Why in the rain? There is a covered shelter and I don't mind getting wet. Thunderstorms are exciting and exhilarating and I love them. If I'm really wet when I get home I can change clothes, but a little rain won't melt me. So, the parks and I have a date every day for lunch and I might even get some productive work done in the afternoons instead of longing to be outside. Sounds to me like a win-win situation.

I might even get a bit of a tan. You just never know.

Sunday, April 16, 2006

And the blog goes on


From an Internet idea about giving people space to talk about their live and loves, frustrations and triumphs, poetry and prose, and everything from politics to religion to sex comes a young man with a red paper clip that he is determined to trade for a house. Think it can't be done?

That's the power of the blog.

News and plugs


The trees outside my windows are bursting with deep green and creamy pink blossoms, greenish-yellow leaves and singing birds. Squirrels romp among the branches, stopping to catch up tasty morsels and rub their cheeks against the bark, marking their favorite dining spots. The arching canopy is a hazy aquamarine dusting the upper ridge of the mountains in the distance and the air smells of fresh promise.

It's quiet in the neighborhood streets, the occasional car drifting past on Sunday errands or just for a drive. I can just catch a whiff of fabric softener as Nel does her weekly laundry. Other than the whistling and twittering birds and the odd dog woofing the news down the street, there is a laid back easy peace.

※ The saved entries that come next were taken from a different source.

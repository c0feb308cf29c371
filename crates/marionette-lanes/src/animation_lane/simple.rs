// Copyright 2025 eraflo
//
// Licensed under the Apache License, Version 2.0 (the "License");
// you may not use this file except in compliance with the License.
// You may obtain a copy of the License at
//
//     http://www.apache.org/licenses/LICENSE-2.0
//
// Unless required by applicable law or agreed to in writing, software
// distributed under the License is distributed on an "AS IS" BASIS,
// WITHOUT WARRANTIES OR CONDITIONS OF ANY KIND, either express or implied.
// See the License for the specific language governing permissions and
// limitations under the License.

//! Transform-driven animation backend.
//!
//! Each instance is a 64-byte record (angular velocity, rotation, position,
//! scale). The compute pass integrates the rotation on the GPU; the CPU only
//! uploads records that were explicitly changed, tracked by a sparse
//! [`DirtySet`] and coalesced into runs at flush time.

use super::dirty::DirtySet;
use bytes::BufMut;
use marionette_core::animation::{grown_capacity, AnimationBackend, FlushSlots, SwapRemove};
use marionette_core::frustum::Plane;
use marionette_core::math::{Quat, Vec3, Vec4};
use marionette_core::renderer::api::{BindingRole, BufferId, BufferWrite};
use marionette_core::renderer::layout::{put_padding, put_vec4, GpuRecord, IndirectArgs};
use marionette_core::AnimationError;
use parking_lot::Mutex;

/// One simple-backend instance.
#[derive(Debug, Clone, Copy, PartialEq)]
pub struct InstanceData {
    /// Angular velocity in radians per second around each axis.
    pub rotation_speed: Vec3,
    /// Current rotation.
    pub rotation: Quat,
    /// World position.
    pub position: Vec3,
    /// Non-uniform scale.
    pub scale: Vec3,
}

impl Default for InstanceData {
    fn default() -> Self {
        Self {
            rotation_speed: Vec3::ZERO,
            rotation: Quat::IDENTITY,
            position: Vec3::ZERO,
            scale: Vec3::ONE,
        }
    }
}

impl GpuRecord for InstanceData {
    const SIZE: usize = 64;

    fn encode<B: BufMut>(&self, buf: &mut B) {
        put_vec4(buf, self.rotation_speed.extend(0.0));
        put_vec4(buf, Vec4::from(self.rotation));
        put_vec4(buf, self.position.extend(1.0));
        put_vec4(buf, self.scale.extend(0.0));
    }
}

/// Per-frame uniform of the simple compute pass.
#[derive(Debug, Clone, Copy, PartialEq)]
pub struct SimpleFrameUniform {
    /// Active instances.
    pub instance_count: u32,
    /// Frame delta in seconds.
    pub delta_time: f32,
    /// Bounding-sphere radius for culling.
    pub bounding_radius: f32,
    /// Frustum planes as `(normal, distance)`.
    pub planes: [Vec4; 6],
}

impl GpuRecord for SimpleFrameUniform {
    const SIZE: usize = 112;

    fn encode<B: BufMut>(&self, buf: &mut B) {
        buf.put_u32_le(self.instance_count);
        buf.put_f32_le(self.delta_time);
        buf.put_f32_le(self.bounding_radius);
        put_padding(buf, 1);
        for plane in &self.planes {
            put_vec4(buf, *plane);
        }
    }
}

#[derive(Debug)]
struct SimpleState {
    instances: Vec<InstanceData>,
    count: u32,
    dirty: DirtySet,
    needs_rebuild: bool,
    bounding_radius: f32,
    planes: Option<[Plane; 6]>,
    staged: Vec<BufferWrite>,
}

impl SimpleState {
    fn check(&self, index: u32) -> Result<(), AnimationError> {
        if index < self.count {
            Ok(())
        } else {
            Err(AnimationError::InstanceOutOfRange {
                index,
                count: self.count,
            })
        }
    }

    fn grow_to(&mut self, new_max: u32) {
        if new_max as usize <= self.instances.len() {
            return;
        }
        log::info!(
            "SimpleTransform backend growing {} -> {} instances",
            self.instances.len(),
            new_max
        );
        self.instances.resize(new_max as usize, InstanceData::default());
        self.needs_rebuild = true;
        self.dirty.mark_range(0..self.count);
    }
}

/// The simple transform backend.
#[derive(Debug)]
pub struct SimpleBackend {
    state: Mutex<SimpleState>,
}

impl SimpleBackend {
    /// Strategy name reported in logs and errors.
    pub const NAME: &'static str = "SimpleTransform";

    /// Creates a backend with room for `capacity` instances.
    pub fn with_capacity(capacity: u32) -> Self {
        Self {
            state: Mutex::new(SimpleState {
                instances: vec![InstanceData::default(); capacity as usize],
                count: 0,
                dirty: DirtySet::new(),
                needs_rebuild: false,
                bounding_radius: 1.0,
                planes: None,
                staged: Vec::new(),
            }),
        }
    }

    /// Sets position, rotation and scale of an instance.
    pub fn set_instance_transform(
        &self,
        index: u32,
        position: Vec3,
        rotation: Quat,
        scale: Vec3,
    ) -> Result<(), AnimationError> {
        let mut state = self.state.lock();
        state.check(index)?;
        let record = &mut state.instances[index as usize];
        record.position = position;
        record.rotation = rotation;
        record.scale = scale;
        state.dirty.mark(index);
        Ok(())
    }

    /// Sets the rotation and angular velocity of an instance.
    pub fn set_instance_rotation(
        &self,
        index: u32,
        rotation: Quat,
        rotation_speed: Vec3,
    ) -> Result<(), AnimationError> {
        let mut state = self.state.lock();
        state.check(index)?;
        let record = &mut state.instances[index as usize];
        record.rotation = rotation;
        record.rotation_speed = rotation_speed;
        state.dirty.mark(index);
        Ok(())
    }

    /// Replaces an instance record.
    pub fn set_instance_data(&self, index: u32, data: InstanceData) -> Result<(), AnimationError> {
        let mut state = self.state.lock();
        state.check(index)?;
        state.instances[index as usize] = data;
        state.dirty.mark(index);
        Ok(())
    }

    /// Reads an instance record.
    pub fn instance(&self, index: u32) -> Option<InstanceData> {
        let state = self.state.lock();
        (index < state.count).then(|| state.instances[index as usize])
    }

    /// Number of slots waiting to be flushed.
    pub fn dirty_count(&self) -> usize {
        self.state.lock().dirty.len()
    }
}

impl AnimationBackend for SimpleBackend {
    fn strategy_name(&self) -> &'static str {
        Self::NAME
    }

    fn add_instance(&self) -> u32 {
        let mut state = self.state.lock();
        if state.count as usize >= state.instances.len() {
            let new_max = grown_capacity(state.instances.len() as u32);
            state.grow_to(new_max);
        }
        let index = state.count;
        state.count += 1;
        state.instances[index as usize] = InstanceData::default();
        state.dirty.mark(index);
        index
    }

    fn remove_instance(&self, index: u32) -> Result<SwapRemove, AnimationError> {
        let mut state = self.state.lock();
        state.check(index)?;
        let last = state.count - 1;
        state.count = last;
        if index == last {
            return Ok(SwapRemove {
                swapped_from: last,
                did_swap: false,
            });
        }
        state.instances[index as usize] = state.instances[last as usize];
        state.dirty.mark(index);
        Ok(SwapRemove {
            swapped_from: last,
            did_swap: true,
        })
    }

    fn instance_count(&self) -> u32 {
        self.state.lock().count
    }

    fn max_instances(&self) -> u32 {
        self.state.lock().instances.len() as u32
    }

    fn grow(&self, new_max: u32) {
        self.state.lock().grow_to(new_max);
    }

    fn needs_rebuild(&self) -> bool {
        self.state.lock().needs_rebuild
    }

    fn clear_rebuild(&self) {
        self.state.lock().needs_rebuild = false;
    }

    fn prepare_frame(&self, delta_time: f32, uniform: Option<BufferId>) {
        let mut state = self.state.lock();
        let Some(uniform) = uniform.filter(|_| !state.needs_rebuild) else {
            return;
        };
        let planes = state
            .planes
            .map(|planes| planes.map(|p| p.to_vec4()))
            .unwrap_or([Vec4::ZERO; 6]);
        let record = SimpleFrameUniform {
            instance_count: state.count,
            delta_time,
            bounding_radius: state.bounding_radius,
            planes,
        };
        state.staged.push(BufferWrite::new(uniform, 0, record.to_bytes()));
    }

    fn flush(&self, slots: &FlushSlots) -> usize {
        let mut state = self.state.lock();
        let Some(buffer) = slots.instance.filter(|_| !state.needs_rebuild) else {
            return 0;
        };
        let count = state.count;
        let runs = state.dirty.coalesce(count);
        let mut writes = Vec::with_capacity(runs.len());
        for run in runs {
            let mut data = Vec::with_capacity(run.len() * InstanceData::SIZE);
            for record in &state.instances[run.start as usize..run.end as usize] {
                record.encode(&mut data);
            }
            writes.push(BufferWrite::new(
                buffer,
                run.start as u64 * InstanceData::SIZE as u64,
                data,
            ));
        }
        let emitted = writes.len();
        state.staged.extend(writes);
        emitted
    }

    fn staged_write_data(&self) -> Vec<BufferWrite> {
        std::mem::take(&mut self.state.lock().staged)
    }

    fn set_frustum_planes(&self, planes: &[Plane; 6]) {
        self.state.lock().planes = Some(*planes);
    }

    fn set_bounding_radius(&self, radius: f32) {
        self.state.lock().bounding_radius = radius;
    }

    fn culling_enabled(&self) -> bool {
        self.state.lock().planes.is_some()
    }

    fn reset_indirect_args(&self, index_count: u32, binding: Option<BufferId>) {
        let mut state = self.state.lock();
        if state.planes.is_none() {
            return;
        }
        if let Some(buffer) = binding {
            let args = IndirectArgs::reset(index_count).to_bytes();
            state.staged.push(BufferWrite::new(buffer, 0, args));
        }
    }

    fn buffer_size(&self, role: BindingRole) -> Option<u64> {
        let max = self.state.lock().instances.len() as u64;
        match role {
            BindingRole::AnimatorUniform => Some(SimpleFrameUniform::SIZE as u64),
            BindingRole::InstanceData => Some(max * InstanceData::SIZE as u64),
            BindingRole::AnimatorOutput => Some(max * 64),
            BindingRole::IndirectArgs => Some(IndirectArgs::SIZE as u64),
            _ => None,
        }
    }
}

The sun woke me with a sharp reminder the day was moving on without me and for a while I curled up with my latest review book. Friday night I mapped out the week, losing my way somewhere around noon Saturday between the last few pages of A Secret History of Lucifer, something that crossed my search a few weeks ago and has fascinated me since I picked it up, ignoring everything but work and revisions on Past Imperfect since Beanie has hounded me with flaws, errors and changes -- most of the name confusion kind. (That's what I get for doing a global name change using common names.) I spent a good part of yesterday cleaning up the last of the changes and adding another scene, which isn't quite done yet. The total word count is dangerously near 70,000 and may even top 75,000 by the time I'm finished with it. For some reason, Beanie's enthusiasm for the book, despite it not being her type of novel, has fired my enthusiasm for getting it ready to make the rounds of the various publishing houses. Good thing I have a job now since I can afford to print out several copies and pay the back and forth freight for manuscript and rejections, otherwise it would continue to sit on one of my blogs indefinitely.

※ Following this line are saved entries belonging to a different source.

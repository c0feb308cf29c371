// Copyright 2025 eraflo
//
// Licensed under the Apache License, Version 2.0 (the "License");
// you may not use this file except in compliance with the License.
// You may obtain a copy of the License at
//
//     http://www.apache.org/licenses/LICENSE-2.0
//
// Unless required by applicable law or agreed to in writing, software
// distributed under the License is distributed on an "AS IS" BASIS,
// WITHOUT WARRANTIES OR CONDITIONS OF ANY KIND, either express or implied.
// See the License for the specific language governing permissions and
// limitations under the License.

//! Main-pass draw resolution.

use super::error::{DrawFailure, SceneError};
use super::resources::SceneResources;
use super::scene::{AnimatorSlot, Scene};
use marionette_core::animation::AnimationBackend;
use marionette_core::renderer::api::{
    BindGroupId, BindGroupProvider, BindingRole, DrawCall, ShaderLayout,
};

/// Resolves every group of `layout` to a bound provider, by the role of the
/// group's first entry.
///
/// Returns `Err(role)` with the first role that has no provider, or whose
/// provider does not carry every role the group declares.
pub(super) fn resolve_bind_groups(
    layout: &ShaderLayout,
    resources: &SceneResources,
    slot: &AnimatorSlot,
    material: usize,
) -> Result<Vec<(u32, BindGroupId)>, BindingRole> {
    let mut groups = Vec::with_capacity(layout.groups.len());
    for group in &layout.groups {
        let Some(role) = group.primary_role() else {
            continue;
        };
        let provider: Option<&BindGroupProvider> = match role {
            BindingRole::Material => slot.materials.get(material).map(|m| &m.provider),
            BindingRole::Effect => slot.effect.as_ref().map(|e| &e.provider),
            BindingRole::AnimatorOutput => Some(&slot.instances),
            other => resources.provider_for(other),
        };
        let bind_group = provider
            .filter(|p| p.covers(group))
            .and_then(BindGroupProvider::bind_group)
            .ok_or(role)?;
        groups.push((group.group, bind_group));
    }
    Ok(groups)
}

impl Scene {
    /// Phase 7: one draw per material of every animator with instances,
    /// then end of frame and present.
    ///
    /// A material whose groups cannot all be resolved is skipped with a
    /// warning. Draws the backend rejects are collected into
    /// [`SceneError::DrawFailures`] once the frame has been presented.
    pub fn draw_calls(&self) -> Result<(), SceneError> {
        let state = self.state.read();
        let mut failures = Vec::new();
        let (mut issued, mut skipped) = (0, 0);

        self.backend.begin_frame()?;
        for slot in state.animators.iter().filter(|s| s.animator.instance_count() > 0) {
            let model = slot.animator.model();
            let instance_count = slot.animator.instance_count();
            let indirect = slot
                .animator
                .backend()
                .indirect_buffer(slot.compute.buffer(BindingRole::IndirectArgs));

            for (index, material) in model.materials.iter().enumerate() {
                let bind_groups =
                    match resolve_bind_groups(&material.layout, &state.resources, slot, index) {
                        Ok(groups) => groups,
                        Err(role) => {
                            log::warn!(
                                "Scene: skipping '{}/{}', no provider for {role:?}",
                                model.name,
                                material.name
                            );
                            skipped += 1;
                            continue;
                        }
                    };
                let call = DrawCall {
                    pipeline: material.pipeline.clone(),
                    mesh: model.mesh,
                    index_range: material.indices(&model.mesh),
                    bind_groups,
                    instance_count,
                };
                let result = match indirect {
                    Some(buffer) => self.backend.draw_call_indirect(&call, buffer),
                    None => self.backend.draw_call(&call),
                };
                match result {
                    Ok(()) => issued += 1,
                    Err(error) => {
                        log::error!(
                            "Scene: draw of '{}/{}' failed: {error}",
                            model.name,
                            material.name
                        );
                        failures.push(DrawFailure {
                            model: model.name.clone(),
                            material: material.name.clone(),
                            error,
                        });
                    }
                }
            }
        }
        self.backend.end_frame()?;
        self.backend.present()?;

        {
            let mut stats = self.stats.lock();
            stats.draws_issued = issued;
            stats.draws_skipped = skipped;
            stats.draws_failed = failures.len() as u32;
        }
        if failures.is_empty() {
            Ok(())
        } else {
            Err(SceneError::DrawFailures(failures))
        }
    }
}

I indeed finished The Secret History of Lucifer, made a couple of posts, drafted out a post for another of my blogs and began the new spy thriller between watching Dark Water, which was surprisingly good, and browsing past a few movies on cable while fixing and eating lunch and, eventually, dinner. Here I am, back at the computer pounding out another chapter of Anything For Love and realizing this might take a while, especially since I need to put in some time on my regular job, fold and put away the laundry and cleaning the kitchen in between readings of the new review novel. Suddenly, I feel like putting on some clothes and taking a long walk in the sunshine with my paper journal, a pen and a bottle of water just to get away from all the things I have to or should do. This is one of those days when I don't want to be responsible and adult; I want to be adventurous and follow the call of sun, wind and spring. Time for me to wrestle the options and decide which one is going to win today.

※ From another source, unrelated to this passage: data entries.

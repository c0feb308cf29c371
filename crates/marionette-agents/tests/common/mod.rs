// Copyright 2025 eraflo
//
// Licensed under the Apache License, Version 2.0 (the "License");
// you may not use this file except in compliance with the License.
// You may obtain a copy of the License at
//
//     http://www.apache.org/licenses/LICENSE-2.0
//
// Unless required by applicable law or agreed to in writing, software
// distributed under the License is distributed on an "AS IS" BASIS,
// WITHOUT WARRANTIES OR CONDITIONS OF ANY KIND, either express or implied.
// See the License for the specific language governing permissions and
// limitations under the License.

#![allow(dead_code)]

use marionette_agents::{layouts, Scene, LIGHT_CULL_PIPELINE};
use marionette_core::math::{Quat, Vec3};
use marionette_core::renderer::api::*;
use marionette_core::renderer::GpuBackend;
use marionette_core::settings::ShadowSettings;
use marionette_core::{Camera, SceneSettings};
use marionette_infra::{frustum_cull_kernel, light_cull_kernel, HeadlessBackend};
use marionette_lanes::{BackendKind, Bone, Channel, Clip, Material, Model};
use std::borrow::Cow;
use std::sync::Arc;

pub const ANIMATE: &str = "animate_rigid";
pub const ANIMATE_SKINNED: &str = "animate_skinned";
pub const LIT: &str = "lit";

pub fn init() {
    let _ = env_logger::builder().is_test(true).try_init();
}

/// A headless device with the cull kernels installed.
pub fn headless() -> Arc<HeadlessBackend> {
    Arc::new(
        HeadlessBackend::new()
            .with_kernel(ANIMATE, frustum_cull_kernel())
            .with_kernel(ANIMATE_SKINNED, frustum_cull_kernel())
            .with_kernel(LIGHT_CULL_PIPELINE, light_cull_kernel()),
    )
}

/// Small screen, two workers, room for two instances before growing.
pub fn settings(culling: bool) -> SceneSettings {
    SceneSettings {
        culling_enabled: culling,
        screen_width: 64,
        screen_height: 32,
        worker_threads: Some(2),
        initial_animator_capacity: 2,
        shadows: ShadowSettings {
            map_size: 64,
            ..Default::default()
        },
        ..Default::default()
    }
}

/// A camera at z = 10 looking down -Z.
pub fn camera() -> Camera {
    Camera::looking_at(Vec3::new(0.0, 0.0, 10.0), Vec3::ZERO)
}

pub fn scene(backend: &Arc<HeadlessBackend>, culling: bool) -> Scene {
    Scene::builder()
        .backend(backend.clone())
        .camera(camera())
        .settings(settings(culling))
        .build()
        .unwrap()
}

pub fn mesh(backend: &HeadlessBackend, index_count: u32) -> MeshBuffers {
    let create = |label: &'static str, size: u64, usage: BufferUsage| {
        backend
            .create_buffer(&BufferDescriptor {
                label: Some(Cow::Borrowed(label)),
                size,
                usage: usage | BufferUsage::COPY_DST,
            })
            .unwrap()
    };
    MeshBuffers {
        vertex: create("vertices", 24 * 32, BufferUsage::VERTEX),
        index: create("indices", index_count as u64 * 4, BufferUsage::INDEX),
        index_count,
    }
}

pub fn material(name: &str) -> Material {
    Material {
        name: name.into(),
        pipeline: PipelineKey::new(LIT),
        layout: layouts::lit_material(16),
        provider: BindGroupProvider::new(name),
        index_range: None,
    }
}

/// A rigid model with one lit material.
pub fn rigid_model(backend: &HeadlessBackend, name: &str) -> Arc<Model> {
    Arc::new(Model {
        name: name.into(),
        mesh: mesh(backend, 36),
        materials: vec![material("wood")],
        skeleton: Vec::new(),
        clips: Vec::new(),
        bounding_radius: 1.0,
        compute: Some(layouts::animator_program(ANIMATE, BackendKind::Simple)),
        effect: None,
    })
}

/// A two-bone model with one walk clip.
pub fn skinned_model(backend: &HeadlessBackend, name: &str) -> Arc<Model> {
    let bones = vec![
        Bone::default(),
        Bone {
            parent: 0,
            translation: Vec3::Y,
            ..Default::default()
        },
    ];
    let walk = Clip {
        name: "walk".into(),
        duration_ticks: 30.0,
        ticks_per_second: 30.0,
        channels: vec![Channel {
            bone: 1,
            rotations: vec![(0.0, Quat::IDENTITY), (30.0, Quat::from_rotation_z(1.0))],
            ..Default::default()
        }],
    };
    Arc::new(Model {
        name: name.into(),
        mesh: mesh(backend, 60),
        materials: vec![material("skin")],
        skeleton: bones,
        clips: vec![walk],
        bounding_radius: 1.5,
        compute: Some(layouts::animator_program(
            ANIMATE_SKINNED,
            BackendKind::Skeletal,
        )),
        effect: None,
    })
}

/// A rigid model whose material also binds an effect group after the scene groups.
pub fn effect_model(
    backend: &HeadlessBackend,
    name: &str,
    effect: Option<BindGroupProvider>,
) -> Arc<Model> {
    let mut material = material("glow");
    material.layout.groups.push(BindGroupLayoutDescriptor::new(
        "effect",
        6,
        vec![BindGroupLayoutEntry::new(0, BindingRole::Effect, BindingKind::Uniform, 16)],
    ));
    let mut model = (*rigid_model(backend, name)).clone();
    model.materials = vec![material];
    model.effect = effect;
    Arc::new(model)
}

/// A rigid model whose material arrives pre-bound to a bind group the device never created.
pub fn broken_model(backend: &HeadlessBackend, name: &str) -> Arc<Model> {
    let mut material = material("stale");
    material
        .provider
        .share_buffer(0, BindingRole::Material, BufferId(usize::MAX));
    material.provider.set_bind_group(BindGroupId(usize::MAX));
    let mut model = (*rigid_model(backend, name)).clone();
    model.materials = vec![material];
    Arc::new(model)
}

pub fn u32_at(bytes: &[u8], offset: usize) -> u32 {
    u32::from_le_bytes(bytes[offset..offset + 4].try_into().unwrap())
}

/// Runs the four phases in order.
pub fn frame(scene: &Scene, delta_time: f32) {
    scene.prepare_compute(delta_time).unwrap();
    scene.prepare_shadows().unwrap();
    scene.prepare_light_culling().unwrap();
    scene.draw_calls().unwrap();
}

/// A rigid model whose material group declares a depth texture the material
/// never supplies. With `uniform_first`, a material uniform precedes it so the
/// device has already created one buffer when the group fails.
pub fn unbindable_model(backend: &HeadlessBackend, name: &str, uniform_first: bool) -> Arc<Model> {
    let mut material = material("mirror");
    let group = material
        .layout
        .groups
        .iter_mut()
        .find(|g| g.has_role(BindingRole::Material))
        .unwrap();
    group.entries = if uniform_first {
        vec![
            BindGroupLayoutEntry::new(0, BindingRole::Material, BindingKind::Uniform, 16),
            BindGroupLayoutEntry::new(1, BindingRole::ShadowMap, BindingKind::DepthTexture, 0),
        ]
    } else {
        vec![BindGroupLayoutEntry::new(0, BindingRole::Material, BindingKind::DepthTexture, 0)]
    };
    let mut model = (*rigid_model(backend, name)).clone();
    model.materials = vec![material];
    Arc::new(model)
}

In the meantime, go enjoy and celebrate your particular holiday or just celebrate life.

That is all. Disperse.

They just go together


Like rice and beans and springtime and flowers, boys and dogs go together. That's what I call a no-brainer.

This is what marriage is all about. One woman, one man, financial benefits for all. Think it's time the government started paying their employees better?

Expectations. Everyone has them and no one more so than a parent. On a day when part of the world celebrates a time of joy, we should all be thankful for life in whatever form it takes.